The observation that diverse taxonomic groups associate reproductive fitness with ODO leads us to propose that this is a general characteristic of sexually reproducing organisms. Importantly, the role of heterosis in the elevation of agricultural yields (e.g., fruit number, seed number), which represents reproductive traits, is consistent with the ODO for reproductive fitness found in our study involving introgressions from a wild species. Another major difference between the reproductive and nonreproductive groups is that the reproductive traits have much higher phenotypic variation, which is reflected by the larger number of QTL per trait and higher average phenotypic effect of a single QTL (Table 3). It is not clear whether this is the reason for the differences in QTL mode of inheritance between the reproductive and nonreproductive groups, but the aforementioned studies in Drosophila and mice, in which reproductive traits have lower phenotypic variation than other traits, show essentially the same differences in mode of inheritance as we observed in our study. This finding indicates that there is a more fundamental reason for mode-of-inheritance difference between the groups of traits than variation alone.

ODO in Evolution.

The fact that ODO QTL were primarily associated with reproductive traits and not for nonreproductive indicates that this association may have a role in evolution. Reproductive traits represent major components of fitness and are under strong directional evolutionary selection for higher values (4). Nonreproductive traits represent phenotypes that experience stabilizing natural selection, where individuals with extreme phenotypic values are less fit than those at or near the mean. It is possible that there was selection for ODO QTL for reproductive fitness during evolution irrespective of whether such QTL comprise single genes or multiple linked genes residing as a complex Mendelian locus. The classic example for such complex loci is the self-incompatibility (SI) system in plants, which comprises tightly linked “male”- and “female”-specific genes that are inherited as a single locus because of lack of recombination in their intervening sequences. The SI system increases diversity by promoting gene migration between more distantly related genotypes (27). It is important to note that similar SI multigene-locus structures evolved independently in a number of plant lineages that recruited different linked male/female-specific genes. The evolutionary role of the SI system is similar to that of the ODO QTL, because both promote heterozygosity in populations; hence, it is temping to speculate that the genetic organization of some of the ODO QTL is similar to that of the SI system.

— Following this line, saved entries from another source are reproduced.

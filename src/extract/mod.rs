//! Metadata extractor: page fetch, one model call, JSON span parse.
//!
//! `extract` does no defaulting; whatever the model put in the object is what
//! the caller gets. Defaults for missing values live in the draft publisher.

pub mod anthropic;
pub mod json_span;
pub mod page;
pub mod prompt;

use std::sync::Arc;

use crate::error::{ImportError, Result};
use crate::exhibition::Exhibition;

pub use anthropic::{AnthropicProvider, CompletionProvider, ContentBlock};
pub use page::{HttpPageFetcher, PageFetcher};

/// Upper bound on markup characters sent to the model.
pub const MAX_PAGE_CHARS: usize = 50_000;

pub struct ExhibitionExtractor {
    fetcher: Arc<dyn PageFetcher>,
    llm: Arc<dyn CompletionProvider>,
    max_page_chars: usize,
}

impl ExhibitionExtractor {
    pub fn new(fetcher: Arc<dyn PageFetcher>, llm: Arc<dyn CompletionProvider>) -> Self {
        Self {
            fetcher,
            llm,
            max_page_chars: MAX_PAGE_CHARS,
        }
    }

    pub fn with_max_page_chars(mut self, max_chars: usize) -> Self {
        self.max_page_chars = max_chars;
        self
    }

    pub async fn extract(&self, url: &str) -> Result<Exhibition> {
        let html = self.fetcher.fetch_page(url).await?;
        let excerpt = prompt::truncate_chars(&html, self.max_page_chars);
        let prompt = prompt::build_prompt(url, excerpt);

        tracing::debug!(
            provider = self.llm.name(),
            url,
            prompt_chars = prompt.len(),
            "requesting completion"
        );
        let blocks = self.llm.complete(&prompt).await?;
        let text = match blocks.into_iter().next() {
            Some(ContentBlock::Text(t)) => t,
            Some(ContentBlock::Other(kind)) => return Err(ImportError::UnexpectedResponse(kind)),
            None => return Err(ImportError::UnexpectedResponse("empty content".into())),
        };

        parse_reply(&text)
    }
}

/// Parse the first JSON object span of a model reply into an [`Exhibition`].
pub fn parse_reply(text: &str) -> Result<Exhibition> {
    let span = json_span::find_json_object(text).ok_or(ImportError::NoJsonFound)?;
    Ok(serde_json::from_str(span)?)
}

#[cfg(test)]
mod tests {
    use super::*;

    #[test]
    fn parse_reply_reads_object_from_prose() {
        let ex = parse_reply(
            "Sure! {\"venue_name\":\"V\",\"title\":\"T\",\"start_date\":\"2024-01-01\",\"end_date\":\"2024-02-01\",\"website\":\"https://example.com\"}",
        )
        .unwrap();
        assert_eq!(ex.venue_name, "V");
        assert_eq!(ex.end_date, "2024-02-01");
    }

    #[test]
    fn parse_reply_error_kinds() {
        assert!(matches!(parse_reply("nothing"), Err(ImportError::NoJsonFound)));
        assert!(matches!(
            parse_reply("{not json}"),
            Err(ImportError::MalformedJson(_))
        ));
    }
}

Natural populations, particularly small and isolated ones, often suffer from the loss of genetic variation in a manner that reduces their persistence (inbreeding depression) (28). Reproductive isolation limits gene flow between species, races, and even varieties and reduces the potential benefit of the infusion of novel genetic variation into recipient gene pools. Theoretical studies supported by experimental observations indicate that the trajectory of population fitness can be significantly improved as a result of the migration of new alleles from divergent genotypes; this infusion of exotic alleles was recently termed “genetic rescue” (29). A limiting factor for such gene flow is that the more divergent the migrating genotype, the higher the probability is that its descendents will be sterile or partially sterile as a result of karyotype differences (30) and the breakdown of coadapted gene complexes (i.e., sets of independent genes that were selected in concert to have favorable epistatic interactions that improve fitness). Nevertheless, despite the barriers to gene flow, a recent survey has indicated that at least 25% of plant and 10% of animal species in nature are involved in hybridization and potential introgressions with other species (31).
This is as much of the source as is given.